Чаще всего я послушно снимал штаны и говорил: наказывай, только не очень больно. Иногда отказывался, и тогда мама меня обхватывала левой рукой с ремнем, а правой сдергивала штаны, а затем и трусы.
Затем мама говорила, чтобы я лег. Я покорно укладывался на живот, но мама всегда при этом держала меня за плечи, помогая лечь. Потом она задирала мне рубашку с майкой, так что зад становился вовсе голым. Мама складывала ремень вдвое. Пряжкой она не била — пряжкой меня в четырехлетнем возрасте вытянула пару раз бабушка, когда я ее зимой на балконе запер.
Мама левой рукой брала мою правую руку, клала ее на спину пониже лопаток и наваливалась на меня всем своим весом. И порка начиналась.
Первый удар всегда был болезненным. До сих пор помню, как неожиданно вспыхивала в заду жгучая боль, когда ремень опускался с негромким свистом на мои ягодицы, издавая сухой шлепок (или звучный — это зависело от ширины ремня). А потом следовал второй удар, третий. Зад прямо обжигала боль. Где-то после пятого шлепка она уже не отпускала, так и пульсировала, то ослабевая, то вспыхивая с новой силой после удара.
Количество ударов оговаривалось крайне редко. Как правило, мама била без счета. В среднем получалось ударов 5-10. За более серьезные проступки — 20–25. За самые крупные я получал где-то 40–50. Но это было раза два-три, не больше.
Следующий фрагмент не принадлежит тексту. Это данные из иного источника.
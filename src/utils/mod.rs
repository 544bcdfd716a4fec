mod array;
mod filtering;

// Array operations: localmax, find_peaks, median
pub use array::{find_peaks, localmax, median};

// Smoothing
pub use filtering::{GAUSSIAN_TRUNCATE, gaussian_filter1d, gaussian_kernel};
//! Accuracy metrics of predicted onsets against labeled ground truth.

use crate::detector::DetectionResult;
use crate::utils::median;
use log::info;
use serde::Serialize;

/// Median accuracy figures over a set of detections.
///
/// "Send" percentages measure how much of a trace lies after its onset:
/// `100 - onset / duration * 100`.
#[derive(Debug, Clone, Copy, PartialEq, Serialize)]
pub struct MetricsReport {
    pub median_send_signal_percentage_predicted: f64,
    pub median_send_signal_percentage_truth: f64,
    /// `median_send_signal_percentage_truth - median_send_signal_percentage_predicted`
    pub median_percentage_difference: f64,
    /// Median of `|truth - predicted|`, in seconds
    pub median_time_deviation: f64,
    /// Share of the trace, in percent, cut away before the predicted onset
    pub median_signal_reduction: f64,
}

/// Compute accuracy metrics over detection results.
///
/// Every row must carry a prediction, a ground truth and a positive duration.
///
/// # Errors
/// * [`crate::Error::EmptyResults`] if `results` is empty
/// * [`crate::Error::MissingField`] for the first row lacking an onset
/// * [`crate::Error::InvalidParameter`] for a non-positive or non-finite duration
///
/// # Example
/// ```
/// use tremor::{DetectionResult, compute_metrics};
///
/// let row = |id: &str, duration, truth, predicted| DetectionResult {
///     id: id.into(),
///     filename: format!("{id}.csv"),
///     ground_truth_onset: Some(truth),
///     duration,
///     predicted_onset_rel: Some(predicted),
///     predicted_onset_abs: None,
/// };
/// let report = compute_metrics(&[row("a", 10.0, 5.0, 4.5), row("b", 20.0, 10.0, 11.0)]).unwrap();
/// assert_eq!(report.median_time_deviation, 0.75);
/// assert_eq!(report.median_signal_reduction, 50.0);
/// ```
pub fn compute_metrics(results: &[DetectionResult]) -> crate::Result<MetricsReport> {
    if results.is_empty() {
        return Err(crate::Error::EmptyResults);
    }

    let n = results.len();
    let mut send_predicted = Vec::with_capacity(n);
    let mut send_truth = Vec::with_capacity(n);
    let mut deviations = Vec::with_capacity(n);

    for result in results {
        let truth = result
            .ground_truth_onset
            .ok_or_else(|| missing(result, "ground_truth_onset"))?;
        let predicted = result
            .predicted_onset_rel
            .ok_or_else(|| missing(result, "predicted_onset_rel"))?;
        if !(result.duration > 0.0 && result.duration.is_finite()) {
            return Err(crate::Error::InvalidParameter {
                name: "duration",
                value: result.duration.to_string(),
                reason: format!("must be positive and finite (result `{}`)", result.id),
            });
        }

        send_predicted.push(send_percentage(predicted, result.duration));
        send_truth.push(send_percentage(truth, result.duration));
        deviations.push((truth - predicted).abs());
    }

    let median_predicted = median(&send_predicted).ok_or(crate::Error::EmptyResults)?;
    let median_truth = median(&send_truth).ok_or(crate::Error::EmptyResults)?;
    let median_deviation = median(&deviations).ok_or(crate::Error::EmptyResults)?;

    Ok(MetricsReport {
        median_send_signal_percentage_predicted: median_predicted,
        median_send_signal_percentage_truth: median_truth,
        median_percentage_difference: median_truth - median_predicted,
        median_time_deviation: median_deviation,
        median_signal_reduction: 100.0 - median_predicted,
    })
}

/// Compute metrics over the labeled predictions in `results` and log them.
///
/// Rows without a prediction or without a ground truth are left out, so a
/// batch with some undetected or unlabeled traces can still be scored.
///
/// # Errors
/// As [`compute_metrics`]; [`crate::Error::EmptyResults`] when no row is
/// usable.
pub fn evaluate(results: &[DetectionResult]) -> crate::Result<MetricsReport> {
    let usable: Vec<DetectionResult> = results
        .iter()
        .filter(|r| r.is_labeled_prediction())
        .cloned()
        .collect();
    let dropped = results.len() - usable.len();
    if dropped > 0 {
        info!("Leaving {dropped} results without prediction or ground truth out of the metrics");
    }

    let report = compute_metrics(&usable)?;
    info!(
        "Median Send Signal Percentage (Predicted): {:.2}%",
        report.median_send_signal_percentage_predicted
    );
    info!(
        "Median Send Signal Percentage (Truth): {:.2}%",
        report.median_send_signal_percentage_truth
    );
    info!(
        "Median Percentage Difference: {:.2}%",
        report.median_percentage_difference
    );
    info!(
        "Median Time Deviation: {:.2} seconds",
        report.median_time_deviation
    );
    info!(
        "Median Signal Reduction: {:.2}%",
        report.median_signal_reduction
    );
    Ok(report)
}

fn send_percentage(onset: f64, duration: f64) -> f64 {
    100.0 - onset / duration * 100.0
}

fn missing(result: &DetectionResult, field: &'static str) -> crate::Error {
    crate::Error::MissingField {
        id: result.id.clone(),
        field,
    }
}
use num_complex::Complex64;
use rustfft::{Fft, FftPlanner};
use std::sync::Arc;

/// Forward FFT plan for one frame length.
///
/// Building the plan is the expensive part; reuse it for every frame of the
/// same length.
///
/// # Example
/// ```
/// use tremor::fft::FftPlan;
///
/// let plan = FftPlan::new(8);
/// let mag = plan.magnitude(&[1.0, 0.0, 0.0, 0.0, 0.0, 0.0, 0.0, 0.0]);
/// assert_eq!(mag.len(), 8);
/// assert!(mag.iter().all(|&m| (m - 1.0).abs() < 1e-12));
/// ```
pub struct FftPlan {
    forward: Arc<dyn Fft<f64>>,
    len: usize,
}

impl FftPlan {
    /// Create a forward plan for frames of `len` samples.
    pub fn new(len: usize) -> Self {
        let mut planner = FftPlanner::new();
        let forward = planner.plan_fft_forward(len);
        Self { forward, len }
    }

    /// Frame length this plan was built for.
    pub fn len(&self) -> usize {
        self.len
    }

    /// Whether the plan is for zero-length frames.
    pub fn is_empty(&self) -> bool {
        self.len == 0
    }

    /// Perform forward FFT in-place (unnormalized).
    pub fn forward(&self, buffer: &mut [Complex64]) {
        self.forward.process(buffer);
    }

    /// Magnitude of every bin of the full complex spectrum of a real frame.
    ///
    /// All `len` bins are returned, not just the non-redundant half, and no
    /// window function is applied. A frame shorter than the plan is
    /// zero-extended; a longer one is cut to the plan length.
    pub fn magnitude(&self, frame: &[f64]) -> Vec<f64> {
        let mut buffer = vec![Complex64::new(0.0, 0.0); self.len];
        for (slot, &sample) in buffer.iter_mut().zip(frame) {
            slot.re = sample;
        }
        self.forward(&mut buffer);
        buffer.iter().map(|c| c.norm()).collect()
    }
}

#[cfg(feature = "parallel")]
const _: () = {
    fn _assert_send_sync<T: Send + Sync>() {}
    fn _check() {
        _assert_send_sync::<FftPlan>();
    }
};

/// Magnitude spectrum of a real frame with a one-off plan.
pub fn magnitude_spectrum(frame: &[f64]) -> Vec<f64> {
    if frame.is_empty() {
        return Vec::new();
    }
    FftPlan::new(frame.len()).magnitude(frame)
}
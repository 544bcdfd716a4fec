use std::cmp::Ordering;

/// Find local maxima in a signal.
///
/// A sample is a peak when it is strictly greater than its left neighbour
/// and the run of equal values starting at it is followed by a strictly
/// smaller value. A flat run (plateau) reports its middle index, rounded
/// down. The first and last samples are never peaks.
///
/// # Example
/// ```
/// use tremor::utils::localmax;
///
/// let x = vec![0.0, 1.0, 0.0, 2.0, 2.0, 2.0, 2.0, 0.0, 3.0];
/// assert_eq!(localmax(&x), vec![1, 4]);
/// ```
pub fn localmax(x: &[f64]) -> Vec<usize> {
    let mut peaks = Vec::new();
    if x.len() < 3 {
        return peaks;
    }

    let last = x.len() - 1;
    let mut i = 1;
    while i < last {
        if x[i - 1] < x[i] {
            let mut ahead = i + 1;
            while ahead < last && x[ahead] == x[i] {
                ahead += 1;
            }
            if x[ahead] < x[i] {
                peaks.push((i + ahead - 1) / 2);
                i = ahead;
            }
        }
        i += 1;
    }
    peaks
}

/// Pick peaks at or above `height` that are at least `distance` samples apart.
///
/// Candidates come from [`localmax`]. Distance suppression is greedy: peaks
/// are visited from tallest to smallest (equal heights in index order), and
/// each kept peak removes every remaining candidate closer than `distance`.
///
/// # Arguments
/// * `x` - Input signal
/// * `height` - Minimum peak value
/// * `distance` - Minimum index separation between kept peaks
///
/// # Returns
/// Indices of the kept peaks in increasing order
///
/// # Example
/// ```
/// use tremor::utils::find_peaks;
///
/// let x = vec![0.0, 5.0, 0.0, 4.0, 0.0, 0.0, 0.0, 3.0, 0.0];
/// assert_eq!(find_peaks(&x, 1.0, 1), vec![1, 3, 7]);
/// assert_eq!(find_peaks(&x, 1.0, 3), vec![1, 7]);
/// assert_eq!(find_peaks(&x, 3.5, 1), vec![1, 3]);
/// ```
pub fn find_peaks(x: &[f64], height: f64, distance: usize) -> Vec<usize> {
    let peaks: Vec<usize> = localmax(x)
        .into_iter()
        .filter(|&p| x[p] >= height)
        .collect();
    if distance <= 1 || peaks.len() < 2 {
        return peaks;
    }

    let mut order: Vec<usize> = (0..peaks.len()).collect();
    order.sort_by(|&a, &b| {
        x[peaks[b]]
            .partial_cmp(&x[peaks[a]])
            .unwrap_or(Ordering::Equal)
            .then(a.cmp(&b))
    });

    let mut keep = vec![true; peaks.len()];
    for &j in &order {
        if !keep[j] {
            continue;
        }
        for k in (0..j).rev() {
            if peaks[j] - peaks[k] >= distance {
                break;
            }
            keep[k] = false;
        }
        for k in j + 1..peaks.len() {
            if peaks[k] - peaks[j] >= distance {
                break;
            }
            keep[k] = false;
        }
    }

    peaks
        .into_iter()
        .zip(keep)
        .filter_map(|(p, kept)| kept.then_some(p))
        .collect()
}

/// Median of a set of values; the mean of the two middle values for an
/// even count. `None` when empty.
///
/// # Example
/// ```
/// use tremor::utils::median;
///
/// assert_eq!(median(&[3.0, 1.0, 2.0]), Some(2.0));
/// assert_eq!(median(&[4.0, 1.0, 2.0, 3.0]), Some(2.5));
/// assert_eq!(median(&[]), None);
/// ```
pub fn median(values: &[f64]) -> Option<f64> {
    if values.is_empty() {
        return None;
    }
    let mut sorted = values.to_vec();
    sorted.sort_by(f64::total_cmp);
    let mid = sorted.len() / 2;
    if sorted.len() % 2 == 0 {
        Some((sorted[mid - 1] + sorted[mid]) / 2.0)
    } else {
        Some(sorted[mid])
    }
}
Иногда я сразу начинал плакать, иногда умолял о прощении. Случалось, пробовал протестовать. Как правило, после пятого удара я ревмя ревел, извиваясь от боли. Хотя вначале решал сдерживать слезы, и какое-то время старался не вскрикивать. Но потом все равно начинал плакать — скорее от обиды, чем от боли, Но боль брала свое в конце концов. Я начинал дергаться, извиваться всем телом, вихлять наказываемым местом. Мама наваливалась на меня левой рукой еще сильнее, а я ревел, дрыгал ногами, барахтался, высовывал язык, закусывал губы и начинал отчаянно верещать при каждом ударе: ой, не буду, ой, больно, ой, прости, не надо больше! И называл маму мамулей, мамулечкой, мамусей, перебирая все возможные ласковые обращения к ней.
А мама наносила мерные удары, стараясь, чтобы для меня они были как можно чувствительнее. Часто она монотонно приговаривала: Ага, что, больно? Больно? А так — больно? А вот так? А так? Будешь мать слушать? Будешь? Будешь?
Потом неожиданно мама меня отпускала и говорила, чтобы я вставал и одевался. Повесив ремень на место, она вела меня в ванную и помогала умыться. Потом я должен был просить у мамы прощения и обещать исправиться. Обычно я так и делал.
Примерно неделю после порки мы жили душа в душу с мамой. Она на меня не повышала голос, не ругала, всегда прощала мелкие проступки.